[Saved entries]

━━━━━━━━━━━━━━━━━━━━

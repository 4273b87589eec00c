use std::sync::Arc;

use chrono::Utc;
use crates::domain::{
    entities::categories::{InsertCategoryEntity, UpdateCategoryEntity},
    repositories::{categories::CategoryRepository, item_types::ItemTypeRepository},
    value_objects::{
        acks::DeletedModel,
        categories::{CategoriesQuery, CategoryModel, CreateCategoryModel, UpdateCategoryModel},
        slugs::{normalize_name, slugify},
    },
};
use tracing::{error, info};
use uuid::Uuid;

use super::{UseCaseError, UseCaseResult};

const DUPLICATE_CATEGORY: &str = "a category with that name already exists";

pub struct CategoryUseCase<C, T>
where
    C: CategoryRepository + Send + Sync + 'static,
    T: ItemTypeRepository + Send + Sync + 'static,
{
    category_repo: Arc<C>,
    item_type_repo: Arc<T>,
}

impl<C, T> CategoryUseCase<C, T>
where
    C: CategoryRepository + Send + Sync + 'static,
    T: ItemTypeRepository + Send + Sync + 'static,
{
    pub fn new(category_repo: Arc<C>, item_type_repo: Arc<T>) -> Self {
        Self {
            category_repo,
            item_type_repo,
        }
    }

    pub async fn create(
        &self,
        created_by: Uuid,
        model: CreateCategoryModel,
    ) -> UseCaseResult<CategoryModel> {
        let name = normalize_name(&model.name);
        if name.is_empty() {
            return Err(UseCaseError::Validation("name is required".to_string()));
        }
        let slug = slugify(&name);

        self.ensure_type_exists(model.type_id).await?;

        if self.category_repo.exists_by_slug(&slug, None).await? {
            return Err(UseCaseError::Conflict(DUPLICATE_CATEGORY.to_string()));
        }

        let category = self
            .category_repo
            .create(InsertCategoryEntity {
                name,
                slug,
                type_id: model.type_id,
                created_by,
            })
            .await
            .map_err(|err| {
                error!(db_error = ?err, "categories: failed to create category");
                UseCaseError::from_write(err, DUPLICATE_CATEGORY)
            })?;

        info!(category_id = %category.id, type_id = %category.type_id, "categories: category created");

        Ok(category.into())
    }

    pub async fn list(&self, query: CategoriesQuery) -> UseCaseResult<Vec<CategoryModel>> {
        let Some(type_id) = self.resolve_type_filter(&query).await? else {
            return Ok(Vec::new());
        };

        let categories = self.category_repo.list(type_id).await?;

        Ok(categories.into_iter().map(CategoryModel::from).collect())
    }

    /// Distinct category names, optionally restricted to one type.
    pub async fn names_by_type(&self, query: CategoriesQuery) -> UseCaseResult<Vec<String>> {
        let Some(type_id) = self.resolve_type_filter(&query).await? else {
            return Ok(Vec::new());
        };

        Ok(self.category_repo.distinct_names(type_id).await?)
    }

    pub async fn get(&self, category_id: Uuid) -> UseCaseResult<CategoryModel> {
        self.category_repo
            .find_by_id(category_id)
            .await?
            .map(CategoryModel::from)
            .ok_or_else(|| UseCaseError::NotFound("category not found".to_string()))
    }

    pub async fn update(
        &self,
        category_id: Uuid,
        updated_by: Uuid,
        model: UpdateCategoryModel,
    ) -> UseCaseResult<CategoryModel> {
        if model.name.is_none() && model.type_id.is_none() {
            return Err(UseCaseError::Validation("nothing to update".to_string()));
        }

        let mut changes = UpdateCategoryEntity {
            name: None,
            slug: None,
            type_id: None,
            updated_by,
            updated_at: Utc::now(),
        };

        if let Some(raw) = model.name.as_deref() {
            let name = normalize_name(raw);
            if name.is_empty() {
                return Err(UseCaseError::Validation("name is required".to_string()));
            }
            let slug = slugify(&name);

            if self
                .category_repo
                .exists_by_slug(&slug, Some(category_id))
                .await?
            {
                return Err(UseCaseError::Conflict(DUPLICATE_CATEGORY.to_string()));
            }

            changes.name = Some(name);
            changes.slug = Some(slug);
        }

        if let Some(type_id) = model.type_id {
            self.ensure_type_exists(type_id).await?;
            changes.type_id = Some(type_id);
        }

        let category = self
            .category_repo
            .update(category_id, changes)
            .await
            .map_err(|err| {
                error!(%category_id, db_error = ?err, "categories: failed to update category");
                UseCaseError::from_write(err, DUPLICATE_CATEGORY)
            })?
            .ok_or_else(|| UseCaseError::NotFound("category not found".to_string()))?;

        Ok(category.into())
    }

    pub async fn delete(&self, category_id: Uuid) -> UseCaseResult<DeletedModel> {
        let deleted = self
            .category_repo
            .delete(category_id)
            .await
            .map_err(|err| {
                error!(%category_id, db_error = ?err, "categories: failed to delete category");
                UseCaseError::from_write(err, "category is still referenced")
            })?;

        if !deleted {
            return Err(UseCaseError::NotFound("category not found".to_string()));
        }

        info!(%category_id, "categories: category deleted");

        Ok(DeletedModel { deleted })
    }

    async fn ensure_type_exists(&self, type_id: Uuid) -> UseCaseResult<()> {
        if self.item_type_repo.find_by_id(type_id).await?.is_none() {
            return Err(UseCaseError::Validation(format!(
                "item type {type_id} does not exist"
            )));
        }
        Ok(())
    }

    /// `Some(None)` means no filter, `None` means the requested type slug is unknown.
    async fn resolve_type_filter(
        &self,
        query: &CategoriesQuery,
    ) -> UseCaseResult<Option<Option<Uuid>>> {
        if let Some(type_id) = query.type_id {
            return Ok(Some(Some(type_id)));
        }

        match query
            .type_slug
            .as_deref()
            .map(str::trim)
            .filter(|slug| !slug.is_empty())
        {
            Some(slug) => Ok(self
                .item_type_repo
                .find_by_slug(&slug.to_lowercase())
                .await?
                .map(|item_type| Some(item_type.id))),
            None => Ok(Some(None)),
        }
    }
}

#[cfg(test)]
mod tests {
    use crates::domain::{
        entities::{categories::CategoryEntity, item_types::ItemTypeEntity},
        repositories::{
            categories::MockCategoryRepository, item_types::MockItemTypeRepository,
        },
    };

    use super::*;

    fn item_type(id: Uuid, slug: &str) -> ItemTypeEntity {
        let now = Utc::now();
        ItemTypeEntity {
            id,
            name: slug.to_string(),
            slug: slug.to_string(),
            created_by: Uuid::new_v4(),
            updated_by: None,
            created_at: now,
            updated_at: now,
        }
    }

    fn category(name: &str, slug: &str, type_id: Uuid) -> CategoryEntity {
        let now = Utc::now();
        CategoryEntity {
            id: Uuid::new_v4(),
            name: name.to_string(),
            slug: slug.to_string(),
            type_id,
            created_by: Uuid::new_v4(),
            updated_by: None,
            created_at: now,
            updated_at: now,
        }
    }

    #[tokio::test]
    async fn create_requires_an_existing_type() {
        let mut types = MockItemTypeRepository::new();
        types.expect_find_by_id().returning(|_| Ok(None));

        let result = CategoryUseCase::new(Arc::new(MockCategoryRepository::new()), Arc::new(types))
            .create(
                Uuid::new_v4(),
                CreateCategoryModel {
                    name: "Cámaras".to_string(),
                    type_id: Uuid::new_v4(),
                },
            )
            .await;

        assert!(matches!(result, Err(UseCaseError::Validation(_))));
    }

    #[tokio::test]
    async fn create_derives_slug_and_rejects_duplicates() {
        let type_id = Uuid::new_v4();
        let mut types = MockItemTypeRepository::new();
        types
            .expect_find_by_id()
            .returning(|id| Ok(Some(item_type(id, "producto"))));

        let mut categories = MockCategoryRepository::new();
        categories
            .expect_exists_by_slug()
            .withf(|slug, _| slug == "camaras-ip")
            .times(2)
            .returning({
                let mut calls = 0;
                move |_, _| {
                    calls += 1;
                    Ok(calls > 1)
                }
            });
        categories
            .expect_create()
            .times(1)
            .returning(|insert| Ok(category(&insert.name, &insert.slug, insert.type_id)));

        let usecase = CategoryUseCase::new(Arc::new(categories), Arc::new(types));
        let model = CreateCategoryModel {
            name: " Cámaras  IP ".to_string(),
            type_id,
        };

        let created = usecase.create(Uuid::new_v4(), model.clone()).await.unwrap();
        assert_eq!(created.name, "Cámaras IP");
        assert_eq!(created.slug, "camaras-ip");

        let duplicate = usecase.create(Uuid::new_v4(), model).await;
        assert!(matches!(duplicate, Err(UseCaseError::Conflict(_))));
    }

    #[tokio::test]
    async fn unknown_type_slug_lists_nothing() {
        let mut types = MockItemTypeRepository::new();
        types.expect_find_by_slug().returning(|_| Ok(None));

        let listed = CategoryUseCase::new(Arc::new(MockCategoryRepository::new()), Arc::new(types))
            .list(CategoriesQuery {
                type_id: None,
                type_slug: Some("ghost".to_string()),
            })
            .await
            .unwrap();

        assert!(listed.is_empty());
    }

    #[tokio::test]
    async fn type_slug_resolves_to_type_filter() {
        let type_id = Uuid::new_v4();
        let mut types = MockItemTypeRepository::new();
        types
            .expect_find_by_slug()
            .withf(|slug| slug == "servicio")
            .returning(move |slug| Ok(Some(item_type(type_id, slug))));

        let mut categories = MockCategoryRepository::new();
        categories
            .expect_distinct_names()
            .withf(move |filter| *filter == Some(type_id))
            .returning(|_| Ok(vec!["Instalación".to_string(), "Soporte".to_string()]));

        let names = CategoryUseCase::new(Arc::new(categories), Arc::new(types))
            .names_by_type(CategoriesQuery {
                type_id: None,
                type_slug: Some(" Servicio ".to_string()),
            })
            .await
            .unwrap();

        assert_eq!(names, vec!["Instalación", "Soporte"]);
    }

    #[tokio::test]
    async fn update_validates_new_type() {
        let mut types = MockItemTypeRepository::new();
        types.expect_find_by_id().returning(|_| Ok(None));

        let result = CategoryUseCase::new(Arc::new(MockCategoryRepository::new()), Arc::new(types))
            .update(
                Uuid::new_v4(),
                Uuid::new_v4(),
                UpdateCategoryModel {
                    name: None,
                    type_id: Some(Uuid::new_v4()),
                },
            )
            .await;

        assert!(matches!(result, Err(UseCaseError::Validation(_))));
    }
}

━━━━━━━━━━━━━━━━━━━━

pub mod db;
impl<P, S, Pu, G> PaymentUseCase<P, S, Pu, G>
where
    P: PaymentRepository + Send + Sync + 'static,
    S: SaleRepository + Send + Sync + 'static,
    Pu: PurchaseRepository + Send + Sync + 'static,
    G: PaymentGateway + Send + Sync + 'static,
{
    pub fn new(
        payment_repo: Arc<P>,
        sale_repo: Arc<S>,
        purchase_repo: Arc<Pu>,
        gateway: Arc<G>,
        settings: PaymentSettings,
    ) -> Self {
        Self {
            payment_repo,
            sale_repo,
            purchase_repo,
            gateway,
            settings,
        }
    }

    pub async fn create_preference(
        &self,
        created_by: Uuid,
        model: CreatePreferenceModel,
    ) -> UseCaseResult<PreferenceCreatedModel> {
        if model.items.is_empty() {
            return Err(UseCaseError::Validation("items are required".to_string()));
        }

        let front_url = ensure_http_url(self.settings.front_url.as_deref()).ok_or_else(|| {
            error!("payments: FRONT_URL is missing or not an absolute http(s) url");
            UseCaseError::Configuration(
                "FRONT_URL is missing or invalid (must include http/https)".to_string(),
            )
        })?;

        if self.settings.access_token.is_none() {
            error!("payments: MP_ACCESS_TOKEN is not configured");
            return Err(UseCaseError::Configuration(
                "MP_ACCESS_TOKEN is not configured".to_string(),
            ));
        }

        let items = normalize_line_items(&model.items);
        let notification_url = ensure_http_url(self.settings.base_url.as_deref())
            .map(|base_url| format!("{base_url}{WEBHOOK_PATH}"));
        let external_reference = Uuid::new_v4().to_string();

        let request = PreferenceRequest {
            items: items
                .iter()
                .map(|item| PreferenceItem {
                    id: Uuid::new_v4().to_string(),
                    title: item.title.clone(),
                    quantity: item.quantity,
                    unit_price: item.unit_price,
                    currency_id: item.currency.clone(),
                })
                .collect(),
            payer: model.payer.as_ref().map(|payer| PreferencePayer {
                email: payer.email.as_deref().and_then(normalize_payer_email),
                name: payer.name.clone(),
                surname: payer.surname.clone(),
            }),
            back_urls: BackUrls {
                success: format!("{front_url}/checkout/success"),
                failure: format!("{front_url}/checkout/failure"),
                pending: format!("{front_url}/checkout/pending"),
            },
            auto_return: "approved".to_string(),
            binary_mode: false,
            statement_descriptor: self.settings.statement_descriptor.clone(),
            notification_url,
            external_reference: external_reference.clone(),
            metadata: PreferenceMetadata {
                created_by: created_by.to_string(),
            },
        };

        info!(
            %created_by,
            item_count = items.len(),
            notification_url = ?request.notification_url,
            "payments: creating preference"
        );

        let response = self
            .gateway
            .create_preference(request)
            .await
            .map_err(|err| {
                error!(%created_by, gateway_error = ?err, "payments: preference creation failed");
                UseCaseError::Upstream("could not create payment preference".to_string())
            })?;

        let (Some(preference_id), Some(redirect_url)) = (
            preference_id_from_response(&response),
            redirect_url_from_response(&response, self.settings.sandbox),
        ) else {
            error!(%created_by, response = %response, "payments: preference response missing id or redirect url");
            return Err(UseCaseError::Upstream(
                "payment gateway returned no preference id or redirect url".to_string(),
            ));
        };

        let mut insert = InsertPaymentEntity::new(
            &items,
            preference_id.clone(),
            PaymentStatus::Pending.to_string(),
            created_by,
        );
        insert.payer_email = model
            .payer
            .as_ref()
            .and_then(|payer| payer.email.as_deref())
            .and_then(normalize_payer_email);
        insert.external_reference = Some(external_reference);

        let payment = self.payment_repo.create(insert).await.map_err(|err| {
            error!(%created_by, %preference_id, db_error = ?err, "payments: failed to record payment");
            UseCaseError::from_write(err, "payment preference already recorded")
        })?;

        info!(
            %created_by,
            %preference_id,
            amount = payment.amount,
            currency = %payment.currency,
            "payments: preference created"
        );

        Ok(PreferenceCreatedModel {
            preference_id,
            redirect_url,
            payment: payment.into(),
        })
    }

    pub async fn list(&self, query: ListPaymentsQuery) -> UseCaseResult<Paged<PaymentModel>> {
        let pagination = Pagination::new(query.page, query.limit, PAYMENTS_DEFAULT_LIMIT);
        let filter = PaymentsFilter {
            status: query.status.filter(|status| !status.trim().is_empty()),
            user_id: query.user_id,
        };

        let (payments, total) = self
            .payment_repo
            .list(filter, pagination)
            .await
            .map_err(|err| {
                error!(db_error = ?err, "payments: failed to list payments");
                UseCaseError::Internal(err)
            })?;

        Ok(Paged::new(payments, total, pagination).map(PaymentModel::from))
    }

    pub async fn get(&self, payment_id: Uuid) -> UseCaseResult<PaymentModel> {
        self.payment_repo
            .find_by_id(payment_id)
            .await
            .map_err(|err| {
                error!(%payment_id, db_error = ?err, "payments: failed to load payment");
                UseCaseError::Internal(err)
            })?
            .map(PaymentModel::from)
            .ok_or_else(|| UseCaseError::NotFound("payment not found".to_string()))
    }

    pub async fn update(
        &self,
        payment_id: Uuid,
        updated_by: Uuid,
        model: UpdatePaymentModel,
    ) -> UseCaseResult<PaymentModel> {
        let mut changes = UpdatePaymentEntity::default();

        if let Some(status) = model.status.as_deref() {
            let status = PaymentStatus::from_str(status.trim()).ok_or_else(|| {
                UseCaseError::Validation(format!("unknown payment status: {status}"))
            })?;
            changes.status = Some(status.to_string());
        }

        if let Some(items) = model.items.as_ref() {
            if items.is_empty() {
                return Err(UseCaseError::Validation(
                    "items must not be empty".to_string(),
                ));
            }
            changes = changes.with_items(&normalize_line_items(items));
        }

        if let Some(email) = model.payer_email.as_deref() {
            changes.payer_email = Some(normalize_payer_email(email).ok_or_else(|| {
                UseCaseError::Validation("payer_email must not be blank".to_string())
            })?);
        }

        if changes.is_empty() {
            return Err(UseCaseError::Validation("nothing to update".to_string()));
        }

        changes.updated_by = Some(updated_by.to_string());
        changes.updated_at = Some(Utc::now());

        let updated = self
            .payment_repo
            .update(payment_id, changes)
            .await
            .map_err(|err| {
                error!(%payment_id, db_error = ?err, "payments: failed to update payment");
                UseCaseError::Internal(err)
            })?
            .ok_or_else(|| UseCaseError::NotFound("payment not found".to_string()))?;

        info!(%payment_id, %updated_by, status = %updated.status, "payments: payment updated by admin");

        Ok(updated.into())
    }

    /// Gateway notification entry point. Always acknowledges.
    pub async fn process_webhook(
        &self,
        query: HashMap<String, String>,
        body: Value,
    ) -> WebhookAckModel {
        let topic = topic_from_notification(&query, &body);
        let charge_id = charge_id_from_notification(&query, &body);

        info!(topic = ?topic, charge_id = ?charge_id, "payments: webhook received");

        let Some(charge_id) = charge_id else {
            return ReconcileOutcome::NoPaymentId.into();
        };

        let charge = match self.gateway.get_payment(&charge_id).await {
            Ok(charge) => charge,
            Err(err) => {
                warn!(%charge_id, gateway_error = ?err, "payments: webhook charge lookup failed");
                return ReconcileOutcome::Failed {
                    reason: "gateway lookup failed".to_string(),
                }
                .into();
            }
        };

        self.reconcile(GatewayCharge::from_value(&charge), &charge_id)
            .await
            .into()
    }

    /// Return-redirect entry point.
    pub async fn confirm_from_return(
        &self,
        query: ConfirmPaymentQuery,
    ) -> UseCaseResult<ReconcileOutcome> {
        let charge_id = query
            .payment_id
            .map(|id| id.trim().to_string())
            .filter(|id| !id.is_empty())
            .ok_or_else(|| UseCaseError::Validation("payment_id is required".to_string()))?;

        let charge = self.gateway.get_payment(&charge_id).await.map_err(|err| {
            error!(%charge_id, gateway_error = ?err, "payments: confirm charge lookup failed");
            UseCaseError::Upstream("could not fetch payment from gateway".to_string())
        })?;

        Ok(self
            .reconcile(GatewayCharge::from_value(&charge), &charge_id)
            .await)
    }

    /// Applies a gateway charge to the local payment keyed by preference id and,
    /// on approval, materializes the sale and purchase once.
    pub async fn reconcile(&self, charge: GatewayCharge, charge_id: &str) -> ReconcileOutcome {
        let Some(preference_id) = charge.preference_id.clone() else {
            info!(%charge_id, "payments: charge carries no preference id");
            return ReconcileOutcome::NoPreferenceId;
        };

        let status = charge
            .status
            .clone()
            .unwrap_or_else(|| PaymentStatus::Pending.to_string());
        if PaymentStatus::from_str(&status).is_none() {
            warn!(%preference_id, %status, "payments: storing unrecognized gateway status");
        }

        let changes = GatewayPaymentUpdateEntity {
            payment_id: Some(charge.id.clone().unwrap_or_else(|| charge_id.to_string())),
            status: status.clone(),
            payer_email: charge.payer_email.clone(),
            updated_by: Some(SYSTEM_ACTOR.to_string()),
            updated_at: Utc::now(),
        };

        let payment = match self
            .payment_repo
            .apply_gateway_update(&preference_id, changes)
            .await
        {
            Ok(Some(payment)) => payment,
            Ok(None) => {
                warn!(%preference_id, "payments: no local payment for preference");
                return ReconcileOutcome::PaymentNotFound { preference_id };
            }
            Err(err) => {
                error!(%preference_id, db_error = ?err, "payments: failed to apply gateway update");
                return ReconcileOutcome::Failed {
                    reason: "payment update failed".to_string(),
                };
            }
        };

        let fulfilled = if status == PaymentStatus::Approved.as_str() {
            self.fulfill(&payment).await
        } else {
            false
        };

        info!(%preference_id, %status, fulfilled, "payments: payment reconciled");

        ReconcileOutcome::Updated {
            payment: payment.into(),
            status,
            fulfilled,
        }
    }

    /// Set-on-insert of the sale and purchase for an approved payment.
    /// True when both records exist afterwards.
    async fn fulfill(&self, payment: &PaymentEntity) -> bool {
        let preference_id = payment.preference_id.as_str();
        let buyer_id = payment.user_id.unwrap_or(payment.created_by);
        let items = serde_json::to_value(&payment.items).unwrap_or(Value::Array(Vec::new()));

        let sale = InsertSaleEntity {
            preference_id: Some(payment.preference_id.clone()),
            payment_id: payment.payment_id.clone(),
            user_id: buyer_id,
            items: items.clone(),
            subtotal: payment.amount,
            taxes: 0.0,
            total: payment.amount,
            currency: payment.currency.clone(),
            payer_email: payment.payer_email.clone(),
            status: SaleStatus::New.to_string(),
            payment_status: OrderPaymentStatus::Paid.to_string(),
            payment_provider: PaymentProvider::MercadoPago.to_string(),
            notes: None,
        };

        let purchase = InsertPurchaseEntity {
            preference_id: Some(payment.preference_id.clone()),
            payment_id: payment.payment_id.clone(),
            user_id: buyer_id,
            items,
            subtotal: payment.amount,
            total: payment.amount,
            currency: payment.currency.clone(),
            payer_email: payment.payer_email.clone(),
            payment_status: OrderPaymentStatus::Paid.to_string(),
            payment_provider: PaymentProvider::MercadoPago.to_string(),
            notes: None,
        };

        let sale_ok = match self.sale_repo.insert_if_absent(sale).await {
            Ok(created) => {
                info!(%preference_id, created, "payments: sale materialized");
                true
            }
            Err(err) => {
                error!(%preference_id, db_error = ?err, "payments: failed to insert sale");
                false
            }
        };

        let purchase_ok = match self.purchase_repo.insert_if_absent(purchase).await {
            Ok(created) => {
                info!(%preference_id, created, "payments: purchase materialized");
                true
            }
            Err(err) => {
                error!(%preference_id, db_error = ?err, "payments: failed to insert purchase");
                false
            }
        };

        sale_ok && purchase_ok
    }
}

━━━━━━━━━━━━━━━━━━━━

Across the entries above, find the lines with the string "trim" and copy them.

# The completed task:
            .map(str::trim)
            status: query.status.filter(|status| !status.trim().is_empty()),
            let status = PaymentStatus::from_str(status.trim()).ok_or_else(|| {
            .map(|id| id.trim().to_string())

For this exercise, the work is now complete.